Transthoracic echocardiography revealed the LCA terminated in right atrium (arrow), proximal part of LCA was enlarged and the aneurysm (asterisk) was measured 56 × 45 mm (RV: Right ventricle; RA: Right atrium)

Fig. 3
figure 3

Multi-slice computed tomography angiography confirmed the diagnosis of LCA and revealed the significant enlargement of the LCA (arrow), the measured diameter of the coronary aneurysm (asterisk) was 45 × 56 mm and of the orifice of fistula was 9 mm (LCA: Left coronary artery; RV: Right ventricle; RA: Right atrium; AO: Aorta; PA: Pulmonary Artery)

The surgery was performed through median sternotomy, cardiopulmonary bypass was initiated through aortic and bicaval cannulation. The temperature was decreased to 32 °C, and antegrade cardioplegia was administrated for cardiac arrest. The orifice of fistula was closed by continuous suture via right atriotomy. The wall of the aneurysm and enlarged LCA were partially resected along its longitudinal axis so that we can reduce the diameter of LCA to approximately normal. The condition of the patient in postoperative period was stable and postoperative echocardiography revealed no residual shunt of the fistula and each valve, she was discharged from the hospital uneventfully on the fifth postoperative day.

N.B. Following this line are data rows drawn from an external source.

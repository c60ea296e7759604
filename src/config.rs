//! Scoring configuration: tunable weights and policy toggles, read-only once built.

use std::collections::HashMap;

use crate::worker::YTaskType;

/// Reference group used when comparing a worker's workload against its peers
/// for fairness scoring (see [`crate::scoring::on_y_fairness`] and
/// [`ScoringConfig::cohort`]).
#[derive(Debug, Clone, Copy, PartialEq, Eq, Hash)]
#[cfg_attr(feature = "serde", derive(serde::Serialize, serde::Deserialize))]
pub enum CohortStrategy {
    /// Workers with the same number of qualification tags.
    SameNumQualifications,
    /// Workers holding a specific required qualification (or everyone, if none given).
    HasRequiredQualification,
}

impl Default for CohortStrategy {
    fn default() -> Self {
        CohortStrategy::HasRequiredQualification
    }
}

/// Immutable, per-run bag of scoring weights and policy toggles.
///
/// Built once (typically via [`ScoringConfig::default`] plus `with_*` overrides)
/// and passed by reference into every scoring and scheduling call; nothing in
/// this crate mutates it.
#[derive(Debug, Clone, PartialEq)]
#[cfg_attr(feature = "serde", derive(serde::Serialize, serde::Deserialize))]
pub struct ScoringConfig {
    /// Per Y-task weight, used by [`crate::scoring::compute_weighted_totals`].
    pub task_weights: HashMap<YTaskType, f64>,
    pub cohort_strategy: CohortStrategy,
    pub early_close_bonus: f64,
    pub overdue_reduction_per_week: f64,
    pub owe_to_score_conversion: f64,
    pub y_task_fairness_weight: f64,
    pub switch_penalty_y_task: f64,
    pub switch_penalty_closing: f64,
    /// Used by an external annual reset job; the engine itself never resets anything.
    pub year_reset_enabled: bool,
}

impl Default for ScoringConfig {
    fn default() -> Self {
        let task_weights = YTaskType::ALL.iter().map(|&t| (t, 1.0)).collect();
        Self {
            task_weights,
            cohort_strategy: CohortStrategy::default(),
            early_close_bonus: 1.0,
            overdue_reduction_per_week: 0.75,
            owe_to_score_conversion: 0.5,
            y_task_fairness_weight: 0.5,
            switch_penalty_y_task: 0.5,
            switch_penalty_closing: 1.5,
            year_reset_enabled: true,
        }
    }
}

impl ScoringConfig {
    pub fn new() -> Self {
        Self::default()
    }

    pub fn with_task_weight(mut self, task: YTaskType, weight: f64) -> Self {
        self.task_weights.insert(task, weight);
        self
    }

    pub fn with_cohort_strategy(mut self, strategy: CohortStrategy) -> Self {
        self.cohort_strategy = strategy;
        self
    }

    pub fn with_early_close_bonus(mut self, bonus: f64) -> Self {
        self.early_close_bonus = bonus;
        self
    }

    pub fn with_overdue_reduction_per_week(mut self, reduction: f64) -> Self {
        self.overdue_reduction_per_week = reduction;
        self
    }

    pub fn with_owe_to_score_conversion(mut self, rate: f64) -> Self {
        self.owe_to_score_conversion = rate;
        self
    }

    pub fn with_y_task_fairness_weight(mut self, weight: f64) -> Self {
        self.y_task_fairness_weight = weight;
        self
    }

    pub fn with_switch_penalties(mut self, y_task: f64, closing: f64) -> Self {
        self.switch_penalty_y_task = y_task;
        self.switch_penalty_closing = closing;
        self
    }

    pub fn with_year_reset_enabled(mut self, enabled: bool) -> Self {
        self.year_reset_enabled = enabled;
        self
    }

    /// Weight applied to a given Y-task type; defaults to `1.0` for any type not
    /// explicitly overridden.
    pub fn task_weight(&self, task: YTaskType) -> f64 {
        self.task_weights.get(&task).copied().unwrap_or(1.0)
    }
}
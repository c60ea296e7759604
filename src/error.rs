//! Error and diagnostic types returned by the scheduling engine.

use chrono::NaiveDate;
use thiserror::Error;

/// Severity of an [`AssignmentError`].
#[derive(Debug, Clone, Copy, PartialEq, Eq, Hash)]
#[cfg_attr(feature = "serde", derive(serde::Serialize, serde::Deserialize))]
pub enum Severity {
    /// Surfaced to the operator but does not fail the run.
    Warning,
    /// At least one of these present forces `success = false`.
    Error,
}

/// A single unfilled or degraded assignment, recorded instead of aborting the run.
///
/// The engine never panics or returns early on a scheduling failure; it records
/// one of these per skipped slot and keeps going. See the crate-level docs for
/// the full propagation policy.
#[derive(Debug, Clone, PartialEq, Eq)]
#[cfg_attr(feature = "serde", derive(serde::Serialize, serde::Deserialize))]
pub struct AssignmentError {
    pub task_type: String,
    pub date: NaiveDate,
    pub reason: String,
    pub severity: Severity,
}

impl AssignmentError {
    pub fn error(task_type: impl Into<String>, date: NaiveDate, reason: impl Into<String>) -> Self {
        Self {
            task_type: task_type.into(),
            date,
            reason: reason.into(),
            severity: Severity::Error,
        }
    }

    pub fn warning(task_type: impl Into<String>, date: NaiveDate, reason: impl Into<String>) -> Self {
        Self {
            task_type: task_type.into(),
            date,
            reason: reason.into(),
            severity: Severity::Warning,
        }
    }

    pub fn is_error(&self) -> bool {
        self.severity == Severity::Error
    }
}

/// Kind of assignment a [`crate::scoring::reverse_assignment_penalty`] call is reversing.
#[derive(Debug, Clone, Copy, PartialEq, Eq, Hash)]
#[cfg_attr(feature = "serde", derive(serde::Serialize, serde::Deserialize))]
pub enum ReversalKind {
    YTask,
    Closing,
}

/// Errors raised by programmer-facing API misuse, as opposed to domain-level
/// scheduling failures (which are [`AssignmentError`] entries, not this type).
#[derive(Debug, Error, Clone, PartialEq, Eq)]
pub enum SchedulingInputError {
    #[error("scheduling range end {end} is before start {start}")]
    InvertedRange { start: NaiveDate, end: NaiveDate },

    #[error("duplicate worker id: {0}")]
    DuplicateWorkerId(String),
}

#[cfg(test)]
mod tests {
    use super::*;

    fn d(y: i32, m: u32, day: u32) -> NaiveDate {
        NaiveDate::from_ymd_opt(y, m, day).unwrap()
    }

    #[test]
    fn error_constructor_sets_severity() {
        let e = AssignmentError::error("Supervisor", d(2025, 1, 6), "no qualified workers");
        assert_eq!(e.severity, Severity::Error);
        assert!(e.is_error());
    }

    #[test]
    fn warning_constructor_sets_severity() {
        let e = AssignmentError::warning("Weekend_Closer", d(2025, 1, 2), "could not fill slots");
        assert_eq!(e.severity, Severity::Warning);
        assert!(!e.is_error());
    }

    #[test]
    fn inverted_range_display() {
        let e = SchedulingInputError::InvertedRange {
            start: d(2025, 1, 10),
            end: d(2025, 1, 1),
        };
        assert!(e.to_string().contains("is before start"));
    }
}
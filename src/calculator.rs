//! Closing schedule calculator: given a worker and the semester's Fridays,
//! derives required closes (forced by X-tasks), optimal closes
//! (interval-driven), and residual "weekends owed" debt, without mutating
//! the worker — see [`CalculationResult`] and [`calculate_worker_schedule`].

use std::collections::BTreeSet;

use chrono::{Duration, NaiveDate};

use crate::worker::Worker;

/// One week's outcome in the internal walk; never exposed outside this
/// module.
#[derive(Debug, Clone, Copy, PartialEq, Eq)]
enum WeekState {
    Home,
    Close,
}

/// Output of [`calculate_worker_schedule`] — the calculator's only public
/// entry point. The caller (range scheduler) applies this to the worker.
#[derive(Debug, Clone, Default, PartialEq)]
pub struct CalculationResult {
    pub required_dates: BTreeSet<NaiveDate>,
    pub optimal_dates: BTreeSet<NaiveDate>,
    pub final_weekends_home_owed: u32,
    pub calculation_log: Vec<String>,
    pub user_alerts: Vec<String>,
}

/// Last closing Friday, synthesizing a plausible one if the worker has never
/// closed — see §9B resolved open question 4 for why this isn't "zero debt".
fn last_close_date(worker: &Worker, semester_start: NaiveDate) -> NaiveDate {
    match worker.closing_history.iter().next_back() {
        Some(&d) => d,
        None => semester_start - Duration::weeks((worker.closing_interval.max(1) as i64) - 1),
    }
}

fn weeks_since(last_close: NaiveDate, semester_start: NaiveDate) -> i64 {
    (semester_start - last_close).num_days().div_euclid(7)
}

/// Week indices (into `fridays`) whose Mon-Sun week contains any X-task for
/// this worker — forced closes, regardless of `Rituk`.
fn x_task_weeks(worker: &Worker, fridays: &[NaiveDate]) -> BTreeSet<usize> {
    fridays
        .iter()
        .enumerate()
        .filter(|(_, &f)| worker.has_x_task_in_week_of(f))
        .map(|(i, _)| i)
        .collect()
}

/// Smart interval walk: the candidate week indices interval policy would
/// close on, shifted away from X-task-adjacent weeks where possible.
fn smart_interval_closes(interval: u32, weeks_since_last: i64, n_weeks: usize, x_weeks: &BTreeSet<usize>) -> BTreeSet<usize> {
    let mut closes = BTreeSet::new();
    if interval == 0 {
        return closes;
    }
    let interval = interval as i64;

    let first_close = (interval - weeks_since_last - 1).max(0) as usize;
    let step = interval.max(1) as usize;

    let neighbours_clear = |w: usize, x_weeks: &BTreeSet<usize>| -> bool {
        let prev_has_x = w > 0 && x_weeks.contains(&(w - 1));
        let next_has_x = (w + 1) < n_weeks && x_weeks.contains(&(w + 1));
        !prev_has_x && !next_has_x
    };

    let mut current = first_close;
    while current < n_weeks {
        if neighbours_clear(current, x_weeks) {
            closes.insert(current);
        } else {
            let mut shifted = false;
            for shift in 1..(interval as usize).max(1) {
                let candidate = current + shift;
                if candidate >= n_weeks {
                    break;
                }
                if neighbours_clear(candidate, x_weeks) {
                    closes.insert(candidate);
                    shifted = true;
                    break;
                }
            }
            if !shifted {
                for shift in 1..(interval as usize).max(1) {
                    if shift > current {
                        break;
                    }
                    let candidate = current - shift;
                    if neighbours_clear(candidate, x_weeks) {
                        closes.insert(candidate);
                        shifted = true;
                        break;
                    }
                }
            }
            // If no shift works, this interval slot is dropped; it becomes
            // debt when the main walk reaches a week that isn't scheduled.
        }
        current += step;
    }

    closes
}

/// Count of consecutive `Home` weeks immediately before `idx`.
fn home_weeks_before(schedule: &[WeekState], idx: usize) -> usize {
    let mut count = 0;
    for i in (0..idx).rev() {
        if schedule[i] == WeekState::Home {
            count += 1;
        } else {
            break;
        }
    }
    count
}

/// Tries to convert a `Close` within the last 3 weeks to `Home`, to make
/// room for an X-task close. Per §9B resolved open question 2, only a week
/// outside `x_weeks` (an optimal close) is eligible — a forced close is
/// never downgraded.
fn try_downgrade_recent_close(schedule: &mut [WeekState], idx: usize, x_weeks: &BTreeSet<usize>) -> bool {
    let start = idx.saturating_sub(3);
    for i in (start..idx).rev() {
        if schedule[i] == WeekState::Close && !x_weeks.contains(&i) {
            schedule[i] = WeekState::Home;
            return true;
        }
    }
    false
}

/// Runs the calculator for a single worker against the semester's ordered
/// Friday list. Pure: does not mutate `worker`.
pub fn calculate_worker_schedule(worker: &Worker, semester_fridays: &[NaiveDate]) -> CalculationResult {
    if semester_fridays.is_empty() {
        return CalculationResult {
            final_weekends_home_owed: worker.weekends_home_owed,
            calculation_log: vec!["No semester weeks provided".to_string()],
            ..Default::default()
        };
    }

    let n = semester_fridays.len();
    let mut schedule = vec![WeekState::Home; n];
    let mut owed: i64 = worker.weekends_home_owed as i64;
    let mut log = Vec::new();
    let mut alerts = Vec::new();

    let semester_start = semester_fridays[0];
    let last_close = last_close_date(worker, semester_start);
    let since = weeks_since(last_close, semester_start);

    let x_weeks = x_task_weeks(worker, semester_fridays);
    let interval_closes = if worker.participates_in_closing() {
        smart_interval_closes(worker.closing_interval, since, n, &x_weeks)
    } else {
        BTreeSet::new()
    };

    for week_idx in 0..n {
        let week_num = week_idx + 1;
        let has_x_task = x_weeks.contains(&week_idx);
        let should_close_by_interval = interval_closes.contains(&week_idx);
        let prev_was_close = week_idx > 0 && schedule[week_idx - 1] == WeekState::Close;

        if has_x_task {
            if prev_was_close {
                alerts.push(format!(
                    "CRITICAL: week {week_num} X-task would force a consecutive close for {} — algorithm failure, dropping it",
                    worker.name
                ));
                log.push(format!(
                    "Week {week_num}: CRITICAL ERROR - X-task would cause consecutive close - keeping HOME"
                ));
                schedule[week_idx] = WeekState::Home;
            } else {
                let before = home_weeks_before(&schedule, week_idx);
                if before >= 2 {
                    let debt_change = if should_close_by_interval { 0 } else { 1 };
                    owed += debt_change;
                    log.push(format!(
                        "Week {week_num}: X-task - forced close, debt change +{debt_change}, total owed {owed}"
                    ));
                    schedule[week_idx] = WeekState::Close;
                } else if try_downgrade_recent_close(&mut schedule, week_idx, &x_weeks) {
                    owed += 1;
                    log.push(format!(
                        "Week {week_num}: X-task - downgraded a recent optimal close to HOME, debt +1, total owed {owed}"
                    ));
                    schedule[week_idx] = WeekState::Close;
                } else {
                    let penalty = if before == 0 { 2 } else { 1 };
                    owed += penalty;
                    alerts.push(format!(
                        "Worker {} has an X-task but only {before} home week(s) before it; forced assignment, debt +{penalty}",
                        worker.name
                    ));
                    log.push(format!(
                        "Week {week_num}: X-task - forced close with only {before} home week(s) before, debt +{penalty}, total owed {owed}"
                    ));
                    schedule[week_idx] = WeekState::Close;
                }
            }
        } else if should_close_by_interval {
            if prev_was_close {
                owed += 1;
                log.push(format!(
                    "Week {week_num}: interval close skipped (would be consecutive) - HOME given, debt +1, total owed {owed}"
                ));
                schedule[week_idx] = WeekState::Home;
            } else if owed > 0 {
                owed -= 1;
                log.push(format!(
                    "Week {week_num}: paying back debt - HOME instead of close, total owed {owed}"
                ));
                schedule[week_idx] = WeekState::Home;
            } else {
                log.push(format!("Week {week_num}: normal interval close"));
                schedule[week_idx] = WeekState::Close;
            }
        } else {
            log.push(format!("Week {week_num}: home week"));
            schedule[week_idx] = WeekState::Home;
        }
    }

    let mut required_dates = BTreeSet::new();
    let mut optimal_dates = BTreeSet::new();
    for (week_idx, &state) in schedule.iter().enumerate() {
        if state == WeekState::Close {
            let week_date = semester_fridays[week_idx];
            if x_weeks.contains(&week_idx) {
                required_dates.insert(week_date);
            } else {
                optimal_dates.insert(week_date);
            }
        }
    }

    CalculationResult {
        required_dates,
        optimal_dates,
        final_weekends_home_owed: owed.max(0) as u32,
        calculation_log: log,
        user_alerts: alerts,
    }
}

The patient would be followed-up using CTA or echocardiography every three months in the first year after the operation.

Discussion

The exact incidence of CAF is as yet unknown because the undiagnosed rate still remains high. Most of the CAF is asymptomatic and diagnosed incidentally during the routine physical examination. For the CAF can bring about bad consequences at an older age, the early diagnosis and treatment are very important.

CAF is usually classified into congenital CAF and acquired CAF, while congenital forms are more common, which is usually caused by the abnormal formation of the trabecular capillary network at the epicardial surface [4]. Acquired CAFs have been reported as a consequence of infective endocarditis, acute myocardial infarction, aortic dissection, and usually, iatrogenic causes [5]. Cardiac catheterization is considered to be the gold standard for the diagnosis of CAF, it can not only detect the cardiac structural involvement, but also achieve an interventional closure with a proper device [6]. Dual-source computed tomography (DSCT) has been widely used in clinical diagnosis of CAF because of its superiorities of short examining time, low radiation dose and excellent image quality [7]. Except that DSCT cannot be used to treat CAF, DSCT can prove detailed structural information about the fistula and concomitant cardiac malformations which are helpful for the therapeutic decision making. Echocardiography is the most common imaging modality for CAF owning to its repeatable and noninvasive features.

The treatment for the CAF is depended on characteristics of the fistula and the coronary artery, for most small CAFs and some medium-size asymptomatic CAFs, conservative treatment, including antiplatelet agents and regular follow-up. For most large CAFs and symptomatic CAFs, surgery is optimal treatment, which includes two main options: surgical procedure or transcatheter technique [8]. Simple CAF which means there is no coronary artery ectasia along the coronary that supply the fistula could be treated by transcatheter closure. The surgical intervention through which we can close the fistula, meanwhile fix the dilated coronary artery to approximately its normal size. In this case we chose surgical repair due to the giant coronary artery aneurysm, the risk of aneurysm rupture and thrombosis could be reduced to the most extent. Several surgical techniques have been reported and proved to be effective, besides ligation, patch repair and bypass graft, some novel techniques such as internal closure of the fistula and tangential arterial suture closure, have been described. Symbas et al. [9] reported a creation of a proximal arteriotomy and subsequent oversewing of the CAF origin intraluminally. May et al. reported a novel revascularization of distal posterolateral branches and bypass of internal thoracic artery graft [10].

Conclusion

This technique provides a safe method for surgical repair of the giant coronary artery aneurysm with CAF.